The Road Less Travelled

Article  - The Road Less Travelled

 

When we try to achieve something pre-determined, we give rise to degrees of aggressiveness. Over time it becomes our second nature and we intensely crave for it. If, in every situation of life, we perceive clearly, we are offered two paths. In the first, we only feed our ego and self-love while in the second, we respond in a manner that dissolves our ego.

Then, when the self dissolves a little, what remains is love. This second path is the path of surrender. Unfortunately, humanity, almost entirely, follows the first path. It is very rare to see a person who works towards dissolving one’s own ego. This is the only definition of spirituality — using each moment of life to dissolve one’s ego.

A painful fact is that the ego itself has to decide that it is ready to die. It has the boon of voluntary death or “ichcha mrityu”. That is, it consciously has to choose the path of surrender. In the Mahabharata, Bhishma has ichcha mrityu. He is the symbol of our ego; the obstinacy of his pratigya is symbolic to the Bhishma within us. He himself reveals to Yudhisthira that the only way he can be defeated is to bring a woman in front of him in the battlefield. Woman is a symbol of surrender and so the great Rishi Vyasa is revealing the technique to dissolve the ego — become feminine, not female or male.

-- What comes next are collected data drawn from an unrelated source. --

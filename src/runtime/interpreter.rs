//! The evaluation engine
//!
//! One interpreter owns a value stack, a symbol table, and a pending-token
//! queue. Tokens are consumed left-to-right; expanding a symbol or taking a
//! control-flow branch re-tokenizes block text and prepends the result to
//! the queue. That front-insertion is the whole control-flow mechanism:
//! there is no call stack and no instruction pointer.

use std::collections::{BTreeMap, HashMap, VecDeque};
use std::sync::Arc;

use crate::error::{Error, Result};
use crate::lexer::{Token, TokenKind, Tokenizer};
use crate::ops::{render_table, OpImpl, Operator, OperatorRegistry};
use crate::runtime::format::{format_value, SUPPORTED_BASES};
use crate::runtime::Value;

/// Default bound on the pending-token queue
///
/// Recursive symbol expansion and large `repeat` unrollings are the only
/// unbounded resource in the language; exceeding the bound reports
/// [`Error::ResourceLimit`] instead of exhausting memory.
pub const DEFAULT_QUEUE_LIMIT: usize = 100_000;

/// The rpnlang interpreter
///
/// State persists across [`evaluate`](Interpreter::evaluate) calls, which
/// is what makes REPL-style accumulation work:
///
/// ```
/// use rpnlang::Interpreter;
///
/// # fn main() -> rpnlang::Result<()> {
/// let mut interp = Interpreter::new();
/// assert_eq!(interp.evaluate("1 2 +")?, "3");
/// assert_eq!(interp.evaluate("1 +")?, "4");
/// # Ok(())
/// # }
/// ```
pub struct Interpreter {
    stack: Vec<Value>,
    symbols: HashMap<String, Value>,
    pending: VecDeque<Token>,
    registry: Arc<OperatorRegistry>,
    display_base: u32,
    verbosity: usize,
    queue_limit: usize,
    running: bool,
}

impl Interpreter {
    /// Creates an interpreter with decimal display and the default queue
    /// bound
    pub fn new() -> Self {
        Interpreter {
            stack: Vec::new(),
            symbols: HashMap::new(),
            pending: VecDeque::new(),
            registry: Arc::new(OperatorRegistry::new()),
            display_base: 10,
            verbosity: 0,
            queue_limit: DEFAULT_QUEUE_LIMIT,
            running: true,
        }
    }

    /// Creates an interpreter with the given display base
    pub fn with_display_base(base: u32) -> Result<Self> {
        let mut interp = Interpreter::new();
        interp.set_display_base(base)?;
        Ok(interp)
    }

    /// Sets the display base; only 2, 8, 10, and 16 are supported
    pub fn set_display_base(&mut self, base: u32) -> Result<()> {
        if !SUPPORTED_BASES.contains(&base) {
            return Err(Error::ConfigError { base });
        }
        self.display_base = base;
        Ok(())
    }

    /// The active display base
    pub fn display_base(&self) -> u32 {
        self.display_base
    }

    /// Sets how many characters of a block's text the formatter shows
    pub fn set_verbosity(&mut self, verbosity: usize) {
        self.verbosity = verbosity;
    }

    /// Replaces the pending-queue bound
    pub fn set_queue_limit(&mut self, limit: usize) {
        self.queue_limit = limit;
    }

    /// False once the `exit` operator has run
    pub fn is_running(&self) -> bool {
        self.running
    }

    /// Evaluates `source` and returns the formatted top-of-stack value, or
    /// an empty string when the stack ends up empty
    ///
    /// On failure the pending queue is dropped so the next call starts
    /// clean, but stack and symbol mutations that happened before the
    /// failing token persist. The language has no transactional rollback,
    /// and interactive sessions rely on partial execution.
    pub fn evaluate(&mut self, source: &str) -> Result<String> {
        match self.run(source) {
            Ok(()) => Ok(self.result()),
            Err(err) => {
                self.pending.clear();
                Err(err)
            }
        }
    }

    fn run(&mut self, source: &str) -> Result<()> {
        self.expand(source)?;
        while let Some(token) = self.pending.pop_front() {
            match token.kind {
                TokenKind::Operator(op) => self.compute(&op)?,
                TokenKind::Symbol(name) => self.expand_symbol(&name)?,
                kind => {
                    // Literals, blocks, and references push directly.
                    if let Some(value) = kind.value() {
                        self.stack.push(value);
                    }
                }
            }
        }
        Ok(())
    }

    /// Dispatches one operator: arity check, pop, invoke, push
    fn compute(&mut self, op: &Operator) -> Result<()> {
        let arity = op.arity.unwrap_or(0);
        if self.stack.len() < arity {
            return Err(Error::NotEnoughArguments {
                operator: op.name.to_string(),
            });
        }
        tracing::trace!(operator = op.name, arity, "dispatch");
        // The item nearest the top becomes the last positional argument.
        let args = self.stack.split_off(self.stack.len() - arity);
        let produced = match op.implementation {
            OpImpl::Pure(f) => f(&args)?,
            OpImpl::Stateful(f) => f(self, args)?,
            OpImpl::Documentation => None,
        };
        if let Some(value) = produced {
            self.stack.push(value);
        }
        Ok(())
    }

    /// Expands `$name` in place
    ///
    /// A block binding is unblocked and re-tokenized into the front of the
    /// queue; any other binding is pushed as-is. An unbound name is a hard
    /// error.
    fn expand_symbol(&mut self, name: &str) -> Result<()> {
        let value = self
            .symbols
            .get(name)
            .cloned()
            .ok_or_else(|| Error::UndefinedSymbol {
                name: name.to_string(),
            })?;
        tracing::debug!(symbol = name, "expanding");
        match value {
            Value::Block(text) => self.expand(&text),
            other => {
                self.stack.push(other);
                Ok(())
            }
        }
    }

    /// Tokenizes `text` and prepends the tokens to the pending queue
    pub(crate) fn expand(&mut self, text: &str) -> Result<()> {
        let registry = Arc::clone(&self.registry);
        let tokens = Tokenizer::new(registry.as_ref()).tokenize(text)?;
        self.prepend(tokens)
    }

    /// Queues `count` back-to-back copies of `text`'s tokens (the
    /// `repeat` unrolling)
    pub(crate) fn expand_repeated(&mut self, text: &str, count: usize) -> Result<()> {
        let registry = Arc::clone(&self.registry);
        let tokens = Tokenizer::new(registry.as_ref()).tokenize(text)?;
        let added = tokens.len().saturating_mul(count);
        if self.pending.len().saturating_add(added) > self.queue_limit {
            return Err(Error::ResourceLimit {
                limit: self.queue_limit,
            });
        }
        for _ in 0..count {
            for token in tokens.iter().rev() {
                self.pending.push_front(token.clone());
            }
        }
        Ok(())
    }

    fn prepend(&mut self, tokens: Vec<Token>) -> Result<()> {
        if self.pending.len().saturating_add(tokens.len()) > self.queue_limit {
            return Err(Error::ResourceLimit {
                limit: self.queue_limit,
            });
        }
        for token in tokens.into_iter().rev() {
            self.pending.push_front(token);
        }
        Ok(())
    }

    // -- Formatting surface -------------------------------------------------

    /// The formatted top-of-stack value, or an empty string
    pub fn result(&self) -> String {
        self.stack
            .last()
            .map(|v| format_value(v, self.display_base, self.verbosity))
            .unwrap_or_default()
    }

    /// The whole stack, bottom-to-top, formatted per the active base
    pub fn format_stack(&self) -> Vec<String> {
        self.stack
            .iter()
            .map(|v| format_value(v, self.display_base, self.verbosity))
            .collect()
    }

    /// The interactive prompt: the formatted stack followed by `>`
    pub fn prompt(&self) -> String {
        let mut prompt = self.format_stack().join(" ");
        prompt.push('>');
        prompt
    }

    /// The operator reference page
    pub fn help_text(&self) -> String {
        self.registry.help_text()
    }

    /// Two-column listing of every symbol binding, sorted by name
    pub fn render_symbols(&self) -> String {
        let sorted: BTreeMap<&String, &Value> = self.symbols.iter().collect();
        let rows: Vec<Vec<String>> = sorted
            .into_iter()
            .map(|(name, value)| {
                vec![
                    name.to_string(),
                    format_value(value, self.display_base, self.verbosity),
                ]
            })
            .collect();
        render_table(&["Symbol", "Value"], &rows)
    }

    // -- State accessed by the stateful operators ---------------------------

    /// Current stack depth
    pub fn depth(&self) -> usize {
        self.stack.len()
    }

    /// The stack, bottom-to-top
    pub fn stack(&self) -> &[Value] {
        &self.stack
    }

    pub(crate) fn push(&mut self, value: Value) {
        self.stack.push(value);
    }

    pub(crate) fn clear_stack(&mut self) {
        self.stack.clear();
    }

    pub(crate) fn clear_symbols(&mut self) {
        self.symbols.clear();
    }

    pub(crate) fn assign(&mut self, name: String, value: Value) {
        self.symbols.insert(name, value);
    }

    pub(crate) fn delete_symbol(&mut self, name: &str) {
        self.symbols.remove(name);
    }

    /// Clone of the n-th item from the top, 1-based
    pub(crate) fn peek_from_top(&self, n: i64) -> Result<Value> {
        let n = usize::try_from(n)
            .ok()
            .filter(|n| *n >= 1 && *n <= self.stack.len())
            .ok_or_else(|| Error::ValueError("Not enough values on the stack".to_string()))?;
        Ok(self.stack[self.stack.len() - n].clone())
    }

    /// Removes up to `n` items from the top
    pub(crate) fn drop_many(&mut self, n: usize) {
        let keep = self.stack.len().saturating_sub(n);
        self.stack.truncate(keep);
    }

    /// Rotates the whole stack upwards by n (mod depth)
    pub(crate) fn rotate_up(&mut self, n: i64) -> Result<()> {
        let rotations = self.rotations(n)?;
        self.stack.rotate_right(rotations);
        Ok(())
    }

    /// Rotates the whole stack downwards by n (mod depth)
    pub(crate) fn rotate_down(&mut self, n: i64) -> Result<()> {
        let rotations = self.rotations(n)?;
        self.stack.rotate_left(rotations);
        Ok(())
    }

    fn rotations(&self, n: i64) -> Result<usize> {
        if self.stack.is_empty() {
            return Err(Error::ValueError("Roll on an empty stack".to_string()));
        }
        Ok(n.rem_euclid(self.stack.len() as i64) as usize)
    }

    pub(crate) fn reverse_stack(&mut self) {
        self.stack.reverse();
    }

    pub(crate) fn stop(&mut self) {
        self.running = false;
    }
}

impl Default for Interpreter {
    fn default() -> Self {
        Self::new()
    }
}

#[cfg(test)]
mod tests {
    use super::*;

    #[test]
    fn test_state_persists_across_calls() {
        let mut interp = Interpreter::new();
        assert_eq!(interp.evaluate("1 2 +").unwrap(), "3");
        assert_eq!(interp.evaluate("1 +").unwrap(), "4");
        assert_eq!(interp.evaluate("").unwrap(), "4");
    }

    #[test]
    fn test_empty_stack_result_is_empty() {
        let mut interp = Interpreter::new();
        assert_eq!(interp.evaluate("").unwrap(), "");
        assert_eq!(interp.prompt(), ">");
    }

    #[test]
    fn test_arity_error_names_the_operator() {
        let mut interp = Interpreter::new();
        assert_eq!(
            interp.evaluate("1 +"),
            Err(Error::NotEnoughArguments {
                operator: "+".to_string()
            })
        );
    }

    #[test]
    fn test_partial_effects_persist_after_error() {
        let mut interp = Interpreter::new();
        assert!(interp.evaluate("1 2 bogus!").is_err());
        // Tokenization fails before anything runs, so nothing was pushed...
        assert_eq!(interp.depth(), 0);
        // ...but a runtime failure mid-stream keeps what already executed.
        assert!(interp.evaluate("7 $missing").is_err());
        assert_eq!(interp.depth(), 1);
        assert_eq!(interp.result(), "7");
    }

    #[test]
    fn test_pending_queue_cleared_after_error() {
        let mut interp = Interpreter::new();
        assert!(interp.evaluate("$missing 5").is_err());
        // The queued `5` must not leak into the next evaluation.
        assert_eq!(interp.evaluate("").unwrap(), "");
    }

    #[test]
    fn test_unsupported_base_is_rejected() {
        let mut interp = Interpreter::new();
        assert_eq!(
            interp.set_display_base(7),
            Err(Error::ConfigError { base: 7 })
        );
        assert!(Interpreter::with_display_base(16).is_ok());
    }

    #[test]
    fn test_recursive_expansion_hits_the_limit() {
        let mut interp = Interpreter::new();
        interp.set_queue_limit(1000);
        interp.evaluate("{ $loop $loop } &$loop =").unwrap();
        assert_eq!(
            interp.evaluate("$loop"),
            Err(Error::ResourceLimit { limit: 1000 })
        );
    }

    #[test]
    fn test_exit_flips_running() {
        let mut interp = Interpreter::new();
        assert!(interp.is_running());
        interp.evaluate("exit").unwrap();
        assert!(!interp.is_running());
    }

    #[test]
    fn test_render_symbols_sorted() {
        let mut interp = Interpreter::new();
        interp.evaluate("&$b 2 = &$a 1 =").unwrap();
        let listing = interp.render_symbols();
        let a = listing.find("a ").unwrap();
        let b = listing.find("b ").unwrap();
        assert!(a < b);
        assert!(listing.starts_with("Symbol"));
    }
}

To work with our aggressiveness and obstinacy is a struggle of a lifetime. We always feel that it is some outer stimulus that makes us aggressive but the truth is that our unconscious minds are full of animal cells, waiting for some excuse to manifest as lower emotions. We are easily hurt, explode like volcanoes when criticised, always right, and of course never like to be told that we are wrong.We suffer from strong likes and dislikes and become touchy and violent about them.

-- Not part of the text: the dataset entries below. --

//! Bitwise operators, integers only

use crate::error::{Error, Result};
use crate::ops::{int_operand, Operator, OperatorRegistry};
use crate::runtime::Value;

/// Register bitwise operators
pub fn register(registry: &mut OperatorRegistry) {
    registry.register_group(
        "Bitwise",
        vec![
            Operator::pure("&", 2, and, "Bitwise AND"),
            Operator::pure("|", 2, or, "Bitwise OR"),
            Operator::pure("^", 2, xor, "Bitwise XOR"),
            Operator::pure("<<", 2, shl, "Bitwise shift left"),
            Operator::pure(">>", 2, shr, "Bitwise shift right"),
            Operator::pure("~", 1, not, "Bitwise NOT"),
        ],
    );
}

fn and(args: &[Value]) -> Result<Option<Value>> {
    Ok(Some(Value::Int(int_operand(&args[0])? & int_operand(&args[1])?)))
}

fn or(args: &[Value]) -> Result<Option<Value>> {
    Ok(Some(Value::Int(int_operand(&args[0])? | int_operand(&args[1])?)))
}

fn xor(args: &[Value]) -> Result<Option<Value>> {
    Ok(Some(Value::Int(int_operand(&args[0])? ^ int_operand(&args[1])?)))
}

fn shl(args: &[Value]) -> Result<Option<Value>> {
    let a = int_operand(&args[0])?;
    Ok(Some(Value::Int(a << shift_count(&args[1])?)))
}

fn shr(args: &[Value]) -> Result<Option<Value>> {
    let a = int_operand(&args[0])?;
    // Arithmetic shift: the sign bit propagates.
    Ok(Some(Value::Int(a >> shift_count(&args[1])?)))
}

fn not(args: &[Value]) -> Result<Option<Value>> {
    Ok(Some(Value::Int(!int_operand(&args[0])?)))
}

fn shift_count(value: &Value) -> Result<i64> {
    let count = int_operand(value)?;
    if !(0..=63).contains(&count) {
        return Err(Error::ValueError(format!(
            "Shift count out of range: {}",
            count
        )));
    }
    Ok(count)
}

Say, I come home tired and my wife tells me to put my things in order. Immediately I react, dislike arises from the subconscious, and I explode into aggressiveness. If at this point I pause, hold the aggressiveness, allow it to dissolve, then I will feel a freedom never experienced before. This sounds easy but requires uninterrupted practice. With each instance in life that I practice this, like Arjuna, I will have shot an arrow into my inner Bhishma and one day, he will be redundant on a bed of arrows. This is spirituality in its essence.